Petra will describe you in, only at the same time, it is e'er threatening to disappear. The sandstone is fragile. The wind through the mountains, the pounding of feet, the universe'southward bent toward disintegration—all conspire to grind it abroad. My trip here was to encounter the place and take a measure of its evanescent beauty, and to watch Virtual Wonders, a company devoted to sharing and documenting the world's natural and cultural wonders, apply all fashion of modern technology to create a virtual model of the site so precise that it will, in effect, freeze Petra in time.
* * *
I arrived in Petra but as the summer sun cranked up from roast to broil; the sky was a bowl of blue and the midday air was pipage hot. The paths inside the Petra Archaeological Park were clogged. Horse-fatigued buggies clattered by at a bone-joggling speed. Packs of visitors inched along, brandishing maps and sunscreen. In a spot of shade, guides dressed every bit Nabateans kneeled to conduct their midday prayers.
At its summit, ii,000 years ago, Petra was home to as many as xxx,000 people, full of temples, theaters, gardens, tombs, villas, Roman baths, and the camel caravans and marketplace bustle befitting the center of an ancient crossroads between due east and west. Later on the Roman Empire annexed the metropolis in the early second century A.D., it continued to thrive until an earthquake rattled information technology hard in A.D. 363. Then trade routes shifted, and by the middle of the seventh century what remained of Petra was largely deserted. No one lived in it anymore except for a small tribe of Bedouins, who took upward residence in some of the caves and, in more than recent centuries, whiled away their spare time shooting bullets into the buildings in hopes of cracking open up the vaults of gold rumored to exist inside.
In its period of abandonment, the city could hands have been lost forever to all just the tribes who lived nearby. But in 1812, a Swiss explorer named Johann Ludwig Burckhardt, intrigued by stories he'd heard nearly a lost metropolis, dressed equally an Arab sheikh to beguile his Bedouin guide into leading him to it. His reports of Petra's remarkable sites and its fanciful caves began drawing oglers and adventurers, and they have continued coming always since.

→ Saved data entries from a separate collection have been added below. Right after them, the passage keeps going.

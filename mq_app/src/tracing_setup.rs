use std::io;

use tracing::Level;
use tracing_appender::non_blocking::NonBlocking;
use tracing_appender::non_blocking::WorkerGuard;
use tracing_subscriber::EnvFilter;
use tracing_subscriber::fmt;
use tracing_subscriber::prelude::*;

/// Hourly rolling `<app_name>.log` under `log_dir`, written off-thread
fn log_file(app_name: &str, log_dir: &str) -> (NonBlocking, WorkerGuard) {
    let _ = std::fs::create_dir_all(log_dir);
    let file_appender = tracing_appender::rolling::hourly(log_dir, format!("{app_name}.log"));
    tracing_appender::non_blocking(file_appender)
}

/// `RUST_LOG` wins over `default_level`
fn env_filter(default_level: Level) -> EnvFilter {
    EnvFilter::builder().with_default_directive(default_level.into()).from_env_lossy()
}

/// Log file plus stderr, leaving stdout to the tool's own output
pub fn init(app_name: &str, log_dir: &str, default_level: Level) -> WorkerGuard {
    let (non_blocking, guard) = log_file(app_name, log_dir);

    let file_layer = fmt::layer().with_writer(non_blocking).with_target(true).with_line_number(true).with_ansi(false).compact();
    let stderr_layer = fmt::layer().with_writer(io::stderr).with_target(false).with_ansi(true).compact();

    tracing_subscriber::registry().with(env_filter(default_level)).with(file_layer).with(stderr_layer).init();

    guard
}

/// Log file plus stdout
pub fn init_with_stdout(app_name: &str, log_dir: &str, default_level: Level) -> WorkerGuard {
    let (non_blocking, guard) = log_file(app_name, log_dir);

    let file_layer = fmt::layer().with_writer(non_blocking).with_target(true).with_line_number(true).with_ansi(false).compact();
    let stdout_layer = fmt::layer().with_writer(io::stdout).with_target(true).with_line_number(true).with_ansi(true).compact();

    tracing_subscriber::registry().with(env_filter(default_level)).with(file_layer).with(stdout_layer).init();

    guard
}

Ii hundred years afterwards, I mounted a donkey named Shakira and rode the dusty paths of the city to ogle some of those sites myself. This happened to exist the middle of the week in the middle of Ramadan. My guide, Ahmed, explained to me that he had gotten permission to accept his blood force per unit area medication despite the Ramadan fast, and he gobbled a scattering of pills every bit our donkeys scrambled upwardly rock-hewn steps.
Ahmed is a broad man with green eyes, a grizzled bristles, a smoker'due south cough, and an air of bemused weariness. He told me that he was Bedouin, and his family unit had been in Petra "since time began." He was born in one of Petra's caves, where his family had been living for generations. They would still be living there, he said, except that in 1985, Petra was listed equally a Unesco Globe Heritage site, a designation that discourages ongoing habitation. Almost all the Bedouin families living in Petra were resettled—sometimes against their wishes—in housing built outside the boundaries of the new Petra Archaeological Park. I asked Ahmed if he preferred his family's cave or his house in the new village. His house has electricity and running h2o and Wi-Fi. "I liked the cavern," he said. He fumbled for his phone, which was chirping. We rode on, the donkeys' difficult hooves tapping a rhythmic beat on the stone trail.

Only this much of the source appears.